Press Release: Peel Council ignores public good, expert recommendations and climate imperative in the approval of a new 2051 Official Plan
APRIL 28, 2022 –
Peel Council ignores public good, expert recommendations and climate imperative in the approval of a new 2051 Official Plan.
Today, Peel Regional council ignored more than 1,300 emails, letters and delegations from members of the public, a majority who are Peel residents, in opposition to the current scope, targets and timeline of the Official Plan. The approved Official Plan will allow almost 11,000 acres of development onto the Peel Plain of designated Prime Agricultural Land and the Greenbelt. The plan will be submitted months before the July 1st deadline, built upon dated and inaccurate job and population metrics, with Council unconcerned by the impending Provincial election results on June 2nd.
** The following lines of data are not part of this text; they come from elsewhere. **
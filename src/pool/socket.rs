use std::fmt::Debug;
use std::hash::Hash;
use std::net::Shutdown;
use tracing::trace;

/// OS-level handle of a socket (file descriptor on unix, SOCKET on windows)
#[cfg(unix)]
pub type RawDescriptor = std::os::fd::RawFd;
#[cfg(windows)]
pub type RawDescriptor = std::os::windows::io::RawSocket;

#[cfg(unix)]
fn raw_descriptor<T: std::os::fd::AsRawFd>(socket: &T) -> RawDescriptor {
    socket.as_raw_fd()
}

#[cfg(windows)]
fn raw_descriptor<T: std::os::windows::io::AsRawSocket>(socket: &T) -> RawDescriptor {
    socket.as_raw_socket()
}

/// A connection the pool can hold on to.
///
/// The pool never reads or writes the socket. It only needs a descriptor that
/// stays stable while the socket is pooled, and a way to get rid of it.
pub trait PoolSocket: Send + 'static {
    type Descriptor: Copy + Eq + Hash + Debug + Send + 'static;

    /// Stable identifier of the underlying connection
    fn descriptor(&self) -> Self::Descriptor;

    /// Close the connection. Failures are swallowed, callers cannot act on them.
    fn close(self);
}

impl PoolSocket for std::net::TcpStream {
    type Descriptor = RawDescriptor;

    fn descriptor(&self) -> RawDescriptor {
        raw_descriptor(self)
    }

    fn close(self) {
        if let Err(e) = self.shutdown(Shutdown::Both) {
            trace!("Ignoring shutdown error on close: {}", e);
        }
    }
}

impl PoolSocket for tokio::net::TcpStream {
    type Descriptor = RawDescriptor;

    fn descriptor(&self) -> RawDescriptor {
        raw_descriptor(self)
    }

    fn close(self) {
        match self.into_std() {
            Ok(stream) => stream.close(),
            Err(e) => trace!("Ignoring deregistration error on close: {}", e),
        }
    }
}

/// Client-side TLS sessions are pooled by the descriptor of their transport.
impl<S: PoolSocket> PoolSocket for tokio_rustls::client::TlsStream<S> {
    type Descriptor = S::Descriptor;

    fn descriptor(&self) -> S::Descriptor {
        self.get_ref().0.descriptor()
    }

    fn close(self) {
        let (transport, _session) = self.into_inner();
        transport.close();
    }
}

#[cfg(test)]
mod tests {
    use super::*;
    use std::io::Read;
    use std::net::{TcpListener, TcpStream};

    #[test]
    fn std_stream_descriptor_is_stable() {
        let listener = TcpListener::bind("127.0.0.1:0").unwrap();
        let client = TcpStream::connect(listener.local_addr().unwrap()).unwrap();
        let (_server, _) = listener.accept().unwrap();

        assert_eq!(client.descriptor(), client.descriptor());
    }

    #[test]
    fn closing_std_stream_signals_eof_to_peer() {
        let listener = TcpListener::bind("127.0.0.1:0").unwrap();
        let client = TcpStream::connect(listener.local_addr().unwrap()).unwrap();
        let (mut server, _) = listener.accept().unwrap();

        PoolSocket::close(client);

        let mut buf = [0u8; 1];
        assert_eq!(server.read(&mut buf).unwrap(), 0);
    }

    #[tokio::test]
    async fn closing_tokio_stream_signals_eof_to_peer() {
        use tokio::io::AsyncReadExt;

        let listener = tokio::net::TcpListener::bind("127.0.0.1:0").await.unwrap();
        let addr = listener.local_addr().unwrap();
        let client = tokio::net::TcpStream::connect(addr).await.unwrap();
        let (mut server, _) = listener.accept().await.unwrap();

        let fd = client.descriptor();
        assert_eq!(fd, client.descriptor());
        PoolSocket::close(client);

        let mut buf = [0u8; 1];
        assert_eq!(server.read(&mut buf).await.unwrap(), 0);
    }
}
Members of the public, planning and policy experts and environmental groups such as Stop Sprawl Peel asked for the Urban Boundary expansion to be removed, density targets within the current boundary to be correspondingly increased and submission to be delayed until after the June 2nd Provincial election, while still within the July 1st deadline. The first party platform to be released by the Ontario NDP confirmed what was already being heard on the ground – Opposition parties do not support the current 30-year MCR process. This includes the Urban Boundary expansion and Highway 413 cutting through the Region. Council, however, showed no interest to compromise or in any way consider these implications, in stark contrast to the public engagement and corresponding evolution of Official Plans in Hamilton, Halton and underway in Orillia, to remove Urban Boundary Expansions while still meeting Provincial growth requirements. Indeed, the disinterest to so much as delay approval until after the election suggests that the Peel Official Plan consultation was merely a token exercise with the public, while form and function was determined by Council and expedited for developers. In Peel Region, the sprawl facilitated by the Urban Boundary expansion perfectly mirrors the alignment of the proposed Highway 413 – this is no coincidence. With the Official Plan, Council has shown a stunning lack of consistency when it comes to alignment with existing policy (climate, food, transportation, housing), no consideration for public concerns, and a prioritization of developer desires in the short and long-term. The last-minute Council Motions deliberated and mostly approved just before the Official Plan, detailed below, underscore the severity to which the public has been excluded from this critical 30-year plan, and the trust between them which has been shattered.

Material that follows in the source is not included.